I think the reason it was as tight as it came out, is that I vised it up in an 8 inch vise on my workbench. I cranked it down tight. Not just a little pressure with a c clamp ,,
I appreciate all your kind comments. I don't advertise the pieces that mess up.  That is part of it. 

God Bless you all ,
Ray


----------



## jw2170 (Jan 24, 2008)

Nice result, Ray

How did you do the letters?


----------



## Old Ray (Feb 19, 2021)

jw2170 said:


> Nice result, Ray
> 
> How did you do the letters?


I just carved them out in v carve pro and flipped it and cut it out in the purple heart. I used a white side 60 degree v bit to cut it all. i had the time but it took a long time, instead of using an end mill to get the worst of the excess out. 
I have been carving scripture, and having a ball doing that, cutting various scripture that no one ever talks about, learning the software and the machine at the same time. I am fixing to go carve Psalm 16 v 5 AMP version, The Lord is my cup of inheritance, { He is all I need }. 
I sand it down before carving to 400 which leaves very little to touch up afterwards. I will carve it in ambrosia wood, which, looks cool in itself. 
My hold down works so good too, dead center every time. I cut some little stuff with the pocket tool, and had it tight, maybe a little too tight and the tabs starting breaking. 

God Bless you all, 
Ray


----------



## wyzarddoc (Dec 31, 2006)

Great Job!!
Have you watched some of the YouTube videos by V-Carve they are great for not only inlay of letters but decorations also. Have you checked out Vectrics Design and Make patterns they are really good and reasonable. Have Fun


----------



## TimPa (Jan 4, 2011)

for your first inlay, i'd say it looks pretty darn good!

i haven't done one yet - but your work inspired me... thanks for posting.


----------



## Philip 1441 (10 mo ago)

Old Ray said:


> I always way to much over think these things, and this was no exception.

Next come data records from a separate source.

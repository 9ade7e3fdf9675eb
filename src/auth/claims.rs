use serde::{Deserialize, Serialize};

/// Type of JWT: access or refresh.
#[derive(Debug, Clone, Copy, Serialize, Deserialize, PartialEq, Eq)]
#[serde(rename_all = "lowercase")]
pub enum TokenKind {
    #[serde(alias = "Access")]
    Access,
    #[serde(alias = "Refresh")]
    Refresh,
}

/// JWT payload used for authentication.
#[derive(Debug, Clone, Serialize, Deserialize)]
pub struct Claims {
    pub sub: String,     // username
    pub iat: usize,      // issued at (unix timestamp)
    pub exp: usize,      // expires at (unix timestamp)
    pub iss: String,     // issuer
    pub aud: String,     // audience
    pub kind: TokenKind, // token type
}
//! Packaging target selection.

use super::Arch;
use crate::bundler::platform::PackageType;
use std::fmt;

/// Host platform family a run finalizes for.
#[derive(Clone, Copy, Debug, Eq, PartialEq, Hash, serde::Deserialize)]
#[serde(rename_all = "lowercase")]
pub enum Platform {
    /// Mountable disk image containing a signed application bundle
    #[serde(alias = "macos", alias = "mac")]
    Darwin,
    /// Self-installing executable generated from an NSIS script
    #[serde(alias = "win")]
    Windows,
    /// Compressed archive of a permission-normalized tree
    #[serde(alias = "lnx")]
    Linux,
}

/// The {platform x architecture} pair selected once per run.
///
/// Every stage receives this value through [`Settings`](super::Settings)
/// instead of consulting mutable platform state.
#[derive(Clone, Copy, Debug, Eq, PartialEq, Hash)]
pub enum PackagingTarget {
    /// macOS disk image
    Darwin(Arch),
    /// Windows NSIS installer
    Windows(Arch),
    /// Linux tarball
    Linux(Arch),
}

impl PackagingTarget {
    /// Combines a platform and an architecture.
    pub fn new(platform: Platform, arch: Arch) -> Self {
        match platform {
            Platform::Darwin => PackagingTarget::Darwin(arch),
            Platform::Windows => PackagingTarget::Windows(arch),
            Platform::Linux => PackagingTarget::Linux(arch),
        }
    }

    /// Returns the platform family.
    pub fn platform(self) -> Platform {
        match self {
            PackagingTarget::Darwin(_) => Platform::Darwin,
            PackagingTarget::Windows(_) => Platform::Windows,
            PackagingTarget::Linux(_) => Platform::Linux,
        }
    }

    /// Returns the architecture.
    pub fn arch(self) -> Arch {
        match self {
            PackagingTarget::Darwin(arch)
            | PackagingTarget::Windows(arch)
            | PackagingTarget::Linux(arch) => arch,
        }
    }

    /// Address size in bits, used by installer registry views.
    pub fn address_size(self) -> u32 {
        self.arch().address_size()
    }

    /// The artifact kind this target produces.
    pub fn package_type(self) -> PackageType {
        match self {
            PackagingTarget::Darwin(_) => PackageType::Dmg,
            PackagingTarget::Windows(_) => PackageType::Nsis,
            PackagingTarget::Linux(_) => PackageType::Archive,
        }
    }
}

impl fmt::Display for PackagingTarget {
    fn fmt(&self, f: &mut fmt::Formatter<'_>) -> fmt::Result {
        let platform = match self.platform() {
            Platform::Darwin => "darwin",
            Platform::Windows => "windows",
            Platform::Linux => "linux",
        };
        write!(f, "{}-{}", platform, self.arch())
    }
}

#[cfg(test)]
mod tests {
    use super::*;

    #[test]
    fn target_carries_address_size_and_package_type() {
        let target = PackagingTarget::new(Platform::Windows, Arch::X86);
        assert_eq!(target.address_size(), 32);
        assert_eq!(target.package_type(), PackageType::Nsis);
        assert_eq!(target.to_string(), "windows-i686");

        let target = PackagingTarget::new(Platform::Darwin, Arch::AArch64);
        assert_eq!(target.address_size(), 64);
        assert_eq!(target.package_type(), PackageType::Dmg);
    }
}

But it turned out a lot more easy than the effort I put into it. A piece of oak with purpleheart inlayed with my wife's, { the boss of me!} name. I cut it all out with a 60 degree white-side v bit. and glues it up and put in my work vise over night. My grand father's bandsaw is too short to cut it out , so I vised it up again and it cut it out with my handy-dandy Japanese cross cut saw,, brand new , very sharp. Sanded it down.
> Turned out pretty good!
> You all have a great rest of the week ,
> God Bless you all ,
> Ray


Hay Ray, Looks great, Congratulations 👍


----------